= Task directions =
Which lines of the data include the string "engine"? List them all.

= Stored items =
----
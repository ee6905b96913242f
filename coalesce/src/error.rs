//! Error types for the coalesce consolidation engine.
//!
//! Every error here is a caller-integration defect or an I/O failure. None of
//! them is retryable: the caller is expected to report the error and stop the
//! run.

use std::path::PathBuf;

use thiserror::Error;

/// The main error type for all coalesce operations.
#[derive(Error, Debug)]
pub enum CoalesceError {
    /// The engine was driven in an order it does not support.
    #[error("usage error: {0}")]
    Usage(#[from] UsageError),

    /// A sample, descriptor or record had an unexpected shape.
    #[error("data shape error: {0}")]
    DataShape(#[from] DataShapeError),

    /// Reading or writing a run artifact failed.
    #[error("artifact I/O error: {0}")]
    ArtifactIo(#[from] ArtifactIoError),

    /// Configuration could not be loaded or is invalid.
    #[error("config error: {0}")]
    Config(#[from] ConfigError),
}

/// Errors caused by calling the engine out of order.
#[derive(Error, Debug)]
pub enum UsageError {
    /// `finish` (or a flush) was requested for a run id that has no active run.
    #[error("no active run for id '{id}'")]
    NoActiveRun {
        /// The run id that was requested.
        id: String,
    },

    /// A pending sample needed a derived begin before any interval was known.
    ///
    /// This happens when a flush is attempted after only one sample was seen
    /// for the metric.
    #[error("interval for metric index {index} should have been defined, but it is not")]
    IntervalUnset {
        /// The metric index.
        index: u32,
    },

    /// A run id cannot be used to name artifacts.
    #[error("invalid run id '{id}': {reason}")]
    InvalidRunId {
        /// The rejected id.
        id: String,
        /// Why it was rejected.
        reason: String,
    },

    /// A run was used again after one of its records failed to be written.
    ///
    /// The record that failed is lost, so the run refuses further samples
    /// rather than leave a silent gap in the stream.
    #[error("run '{id}' stopped after a failed write")]
    RunFailed {
        /// The run id.
        id: String,
    },

    /// A metric index was used that the run never allocated.
    #[error("unknown metric index {index}")]
    UnknownMetric {
        /// The metric index.
        index: u32,
    },
}

/// Errors raised when input or output data does not have the expected shape.
#[derive(Error, Debug)]
pub enum DataShapeError {
    /// Sample values must be finite to be written as a decimal.
    #[error("sample value {value} for '{label}' is not finite")]
    NonFiniteValue {
        /// The label of the metric.
        label: String,
        /// The offending value.
        value: f64,
    },

    /// Interval or begin arithmetic on a sample's clock readings overflowed.
    #[error("clock arithmetic overflows i64 for metric index {index} at end {end}")]
    ClockOverflow {
        /// The metric index.
        index: u32,
        /// End of the sample being processed.
        end: i64,
    },

    /// A descriptor field that forms part of the label was empty.
    #[error("metric descriptor field '{field}' must not be empty")]
    EmptyDescriptorField {
        /// Name of the empty field.
        field: &'static str,
    },

    /// A delimited sample record could not be parsed.
    #[error("malformed sample record '{line}': {reason}")]
    MalformedRecord {
        /// The offending line.
        line: String,
        /// Why the line was rejected.
        reason: String,
    },

    /// The metadata array could not be serialized.
    #[error("failed to serialize metric metadata: {source}")]
    MetadataSerialize {
        /// The underlying JSON error.
        #[source]
        source: serde_json::Error,
    },

    /// A metadata side-car could not be parsed.
    #[error("failed to parse metric metadata '{}': {source}", path.display())]
    MetadataParse {
        /// The side-car path.
        path: PathBuf,
        /// The underlying JSON error.
        #[source]
        source: serde_json::Error,
    },
}

/// Errors that can occur while writing or reading back run artifacts.
#[derive(Error, Debug)]
pub enum ArtifactIoError {
    /// The output file could not be created.
    #[error("failed to create '{}': {source}", path.display())]
    Create {
        /// The file path.
        path: PathBuf,
        /// The underlying I/O error.
        #[source]
        source: std::io::Error,
    },

    /// Appending to the output file failed.
    #[error("failed to write '{}': {source}", path.display())]
    Write {
        /// The file path.
        path: PathBuf,
        /// The underlying I/O error.
        #[source]
        source: std::io::Error,
    },

    /// Reading an artifact back failed.
    #[error("failed to read '{}': {source}", path.display())]
    Read {
        /// The file path.
        path: PathBuf,
        /// The underlying I/O error.
        #[source]
        source: std::io::Error,
    },

    /// Flushing or finishing the compression frame failed.
    #[error("failed to flush '{}': {source}", path.display())]
    Flush {
        /// The file path.
        path: PathBuf,
        /// The underlying I/O error.
        #[source]
        source: std::io::Error,
    },
}

/// Errors that can occur while loading or validating configuration.
#[derive(Error, Debug)]
pub enum ConfigError {
    /// The configuration file could not be read.
    #[error("failed to read config '{}': {source}", path.display())]
    Read {
        /// The config file path.
        path: PathBuf,
        /// The underlying I/O error.
        #[source]
        source: std::io::Error,
    },

    /// The configuration file is not valid JSON for [`crate::RecorderConfig`].
    #[error("failed to parse config '{}': {source}", path.display())]
    Parse {
        /// The config file path.
        path: PathBuf,
        /// The underlying JSON error.
        #[source]
        source: serde_json::Error,
    },

    /// The output directory is unusable.
    #[error("invalid output directory '{}': {reason}", path.display())]
    OutputDir {
        /// The configured directory.
        path: PathBuf,
        /// Why it was rejected.
        reason: String,
    },
}

/// Type alias for `Result<T, CoalesceError>`.
pub type Result<T> = std::result::Result<T, CoalesceError>;
//! Streaming run-length consolidation of metric samples.
//!
//! The consolidator keeps at most one open run per metric: the
//! [`PendingSample`]. Each incoming sample either extends that run (same
//! value) or closes it (different value), in which case the closed run is
//! returned as a [`SampleRecord`] for the caller to write. Memory use is
//! proportional to the number of distinct metrics, never to stream length.
//!
//! # Ingest Flow
//!
//! ```text
//! sample ─► first for index? ──yes──► store as pending
//!                 │no
//!                 ▼
//!           interval unset? ──yes──► interval = end - pending.end
//!                 │
//!                 ▼
//!           same value? ──yes──► pending.end = end
//!                 │no
//!                 ▼
//!           pending.begin unset? ──yes──► begin = pending.end - interval + 1
//!                 │
//!                 ▼
//!           emit pending, start a new pending at old end + 1
//! ```
//!
//! The final run of every metric is only written by [`Consolidator::drain`],
//! which also decides whether a metric that never did any work is pruned.
//!
//! Clock arithmetic is checked. A reading whose interval or begin does not
//! fit in an `i64` is rejected with [`DataShapeError::ClockOverflow`] and
//! leaves the pending run as it was.

use crate::error::{DataShapeError, Result, UsageError};
use crate::interval;
use crate::metric::{MetricIndex, Sample};
use crate::writer::SampleRecord;

/// The run currently accumulating for one metric, not yet durable.
#[derive(Debug, Clone, Copy, PartialEq)]
pub struct PendingSample {
    /// Begin of the run. Absent only before the first flush of a metric whose
    /// producer does not report begins; it is then derived from the run's end
    /// and the metric's interval at flush time.
    pub begin: Option<i64>,
    /// End of the last sample merged into the run.
    pub end: i64,
    /// The value shared by every sample in the run.
    pub value: f64,
}

impl From<Sample> for PendingSample {
    fn from(sample: Sample) -> Self {
        Self {
            begin: sample.begin,
            end: sample.end,
            value: sample.value,
        }
    }
}

/// What the finalization pass does with one metric.
#[derive(Debug, Clone, Copy, PartialEq)]
pub enum FinalFlush {
    /// The metric only ever reported zero and nothing was written for it.
    Purge(MetricIndex),
    /// The last pending run, to be written unconditionally.
    Flush(SampleRecord),
}

/// Per-metric consolidation state.
#[derive(Debug)]
struct MetricState {
    pending: PendingSample,
    interval: Option<i64>,
    written: u64,
}

/// Per-run consolidation state for every metric.
#[derive(Debug, Default)]
pub struct Consolidator {
    /// Indexed by `MetricIndex`.
    states: Vec<Option<MetricState>>,
    /// Samples ingested, for diagnostics.
    ingested: u64,
    /// Records emitted because a value changed.
    consolidated: u64,
}

impl Consolidator {
    /// Creates an empty consolidator.
    pub fn new() -> Self {
        Self::default()
    }

    /// Feeds one sample for `index`.
    ///
    /// Returns the closed run when `sample` carries a different value than
    /// the pending one. The caller must write it and then report the write
    /// with [`Consolidator::mark_written`].
    ///
    /// Indices are dense: a new metric must use the next unused index.
    ///
    /// # Errors
    ///
    /// Returns [`UsageError::UnknownMetric`] if `index` skips past the next
    /// unused index, [`UsageError::IntervalUnset`] if a begin has to be
    /// derived before any interval is known, or
    /// [`DataShapeError::ClockOverflow`] if interval or begin arithmetic
    /// overflows. On error the pending run is left unchanged.
    pub fn ingest(&mut self, index: MetricIndex, sample: Sample) -> Result<Option<SampleRecord>> {
        let slot = index.as_usize();
        if slot > self.states.len() {
            return Err(UsageError::UnknownMetric { index: index.0 }.into());
        }
        self.ingested += 1;

        if slot == self.states.len() {
            self.states.push(None);
        }

        let Some(state) = self.states[slot].as_mut() else {
            self.states[slot] = Some(MetricState {
                pending: sample.into(),
                interval: None,
                written: 0,
            });
            return Ok(None);
        };

        let overflow = || DataShapeError::ClockOverflow {
            index: index.0,
            end: sample.end,
        };

        // Only ever true on the second sample of a metric.
        if state.interval.is_none() {
            let estimated = interval::estimate(state.pending.end, sample.end).ok_or_else(overflow)?;
            state.interval = Some(estimated);
        }

        if sample.value == state.pending.value {
            state.pending.end = sample.end;
            return Ok(None);
        }

        let begin = match state.pending.begin {
            Some(begin) => begin,
            None => {
                let interval = state
                    .interval
                    .ok_or(UsageError::IntervalUnset { index: index.0 })?;
                interval::derive_begin(state.pending.end, interval).ok_or_else(overflow)?
            }
        };
        let next_begin = match sample.begin {
            Some(begin) => begin,
            None => state.pending.end.checked_add(1).ok_or_else(overflow)?,
        };

        let record = SampleRecord {
            index,
            begin,
            end: state.pending.end,
            value: state.pending.value,
        };

        state.pending = PendingSample {
            begin: Some(next_begin),
            end: sample.end,
            value: sample.value,
        };
        self.consolidated += 1;

        Ok(Some(record))
    }

    /// Records that a record for `index` was durably written.
    ///
    /// # Errors
    ///
    /// Returns [`UsageError::UnknownMetric`] if `index` has never been ingested.
    pub fn mark_written(&mut self, index: MetricIndex) -> Result<()> {
        let state = self
            .states
            .get_mut(index.as_usize())
            .and_then(Option::as_mut)
            .ok_or(UsageError::UnknownMetric { index: index.0 })?;
        state.written += 1;
        Ok(())
    }

    /// Ends the run: decides, per metric in index order, whether to purge it
    /// or flush its pending run, and clears all state.
    ///
    /// A metric is purged when its pending value is zero, nothing was written
    /// for it yet and `keep_constant_zero` is false. A missing begin is
    /// derived from the interval as on any other flush; a metric seen exactly
    /// once has no interval and is flushed with `begin = end`.
    ///
    /// # Errors
    ///
    /// Returns [`DataShapeError::ClockOverflow`] if a derived begin does not
    /// fit in an `i64`. All state is cleared either way.
    pub fn drain(&mut self, keep_constant_zero: bool) -> Result<Vec<FinalFlush>> {
        let states = std::mem::take(&mut self.states);

        states
            .into_iter()
            .enumerate()
            .filter_map(|(slot, state)| state.map(|s| (slot, s)))
            .map(|(slot, state)| -> Result<FinalFlush> {
                #[allow(clippy::cast_possible_truncation)] // slots come from u32 indices
                let index = MetricIndex(slot as u32);
                if state.pending.value == 0.0 && state.written == 0 && !keep_constant_zero {
                    return Ok(FinalFlush::Purge(index));
                }
                let begin = match (state.pending.begin, state.interval) {
                    (Some(begin), _) => begin,
                    (None, Some(interval)) => interval::derive_begin(state.pending.end, interval).ok_or(
                        DataShapeError::ClockOverflow {
                            index: index.0,
                            end: state.pending.end,
                        },
                    )?,
                    (None, None) => state.pending.end,
                };
                Ok(FinalFlush::Flush(SampleRecord {
                    index,
                    begin,
                    end: state.pending.end,
                    value: state.pending.value,
                }))
            })
            .collect()
    }

    /// Returns the pending run for `index`.
    pub fn pending(&self, index: MetricIndex) -> Option<&PendingSample> {
        self.state(index).map(|s| &s.pending)
    }

    /// Returns the inferred interval for `index`, once two samples were seen.
    pub fn interval(&self, index: MetricIndex) -> Option<i64> {
        self.state(index).and_then(|s| s.interval)
    }

    /// Returns how many records were written for `index`.
    pub fn written_count(&self, index: MetricIndex) -> Option<u64> {
        self.state(index).map(|s| s.written)
    }

    /// Total samples ingested since creation.
    pub fn ingested(&self) -> u64 {
        self.ingested
    }

    /// Total records emitted because a value changed.
    pub fn consolidated(&self) -> u64 {
        self.consolidated
    }

    /// Number of metrics with state.
    pub fn metric_count(&self) -> usize {
        self.states.iter().filter(|s| s.is_some()).count()
    }

    fn state(&self, index: MetricIndex) -> Option<&MetricState> {
        self.states.get(index.as_usize()).and_then(Option::as_ref)
    }
}
//! Microbenchmarks for the `log_sample()` path.
//!
//! Measures the cost of merging an unchanged sample and of flushing a
//! changed one, across metric counts.
//!
//! Run with: `cargo bench -p coalesce -- ingest`

#![allow(missing_docs, clippy::cast_precision_loss)]

use criterion::{BenchmarkId, Criterion, black_box, criterion_group, criterion_main};
use coalesce::{Compression, Consolidator, MetricDescriptor, MetricIndex, MetricNames, RecorderConfig, Run, Sample};
use tempfile::tempdir;

/// Builds descriptor/names pairs for `count` metrics of one source.
fn metrics(count: u32) -> Vec<(MetricDescriptor, MetricNames)> {
    (0..count)
        .map(|i| {
            (
                MetricDescriptor::new("sar-net", "L2-Gbps"),
                MetricNames::new().with("dev", format!("eth{i}")).with("direction", "rx"),
            )
        })
        .collect()
}

fn open_run(compression: Compression) -> (Run, tempfile::TempDir) {
    let temp_dir = tempdir().unwrap();
    let config = RecorderConfig::new(temp_dir.path()).with_compression(compression);
    let run = Run::open("bench", &config).unwrap();
    (run, temp_dir)
}

fn bench_consolidator_merge(c: &mut Criterion) {
    let mut consolidator = Consolidator::new();
    let index = MetricIndex(0);
    let mut end = 0i64;

    c.bench_function("ingest/consolidator_merge", |b| {
        b.iter(|| {
            end += 1000;
            consolidator
                .ingest(black_box(index), black_box(Sample::new(end, 42.5)))
                .unwrap();
        });
    });
}

fn bench_log_sample_unchanged(c: &mut Criterion) {
    let mut group = c.benchmark_group("ingest/unchanged");

    for count in [1, 10, 100] {
        let (mut run, _dir) = open_run(Compression::None);
        let metrics = metrics(count);
        let mut end = 0i64;

        group.bench_with_input(BenchmarkId::from_parameter(count), &count, |b, _| {
            b.iter(|| {
                end += 1000;
                for (desc, names) in &metrics {
                    run.log_sample(black_box(desc), black_box(names), Sample::new(end, 99.9))
                        .unwrap();
                }
            });
        });
    }

    group.finish();
}

fn bench_log_sample_changing(c: &mut Criterion) {
    let mut group = c.benchmark_group("ingest/changing");

    for compression in [Compression::None, Compression::Snappy] {
        let (mut run, _dir) = open_run(compression);
        let metrics = metrics(30);
        let mut end = 0i64;

        let name = format!("{compression:?}").to_lowercase();
        group.bench_function(name, |b| {
            b.iter(|| {
                end += 1000;
                // A new value every sample forces a record per metric.
                let value = end as f64;
                for (desc, names) in &metrics {
                    run.log_sample(black_box(desc), black_box(names), Sample::new(end, value))
                        .unwrap();
                }
            });
        });
    }

    group.finish();
}

criterion_group!(
    benches,
    bench_consolidator_merge,
    bench_log_sample_unchanged,
    bench_log_sample_changing,
);
criterion_main!(benches);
----
= Written solution =
//! Error types for the coalesce consolidation engine.
    /// The engine was driven in an order it does not support.
/// Errors caused by calling the engine out of order.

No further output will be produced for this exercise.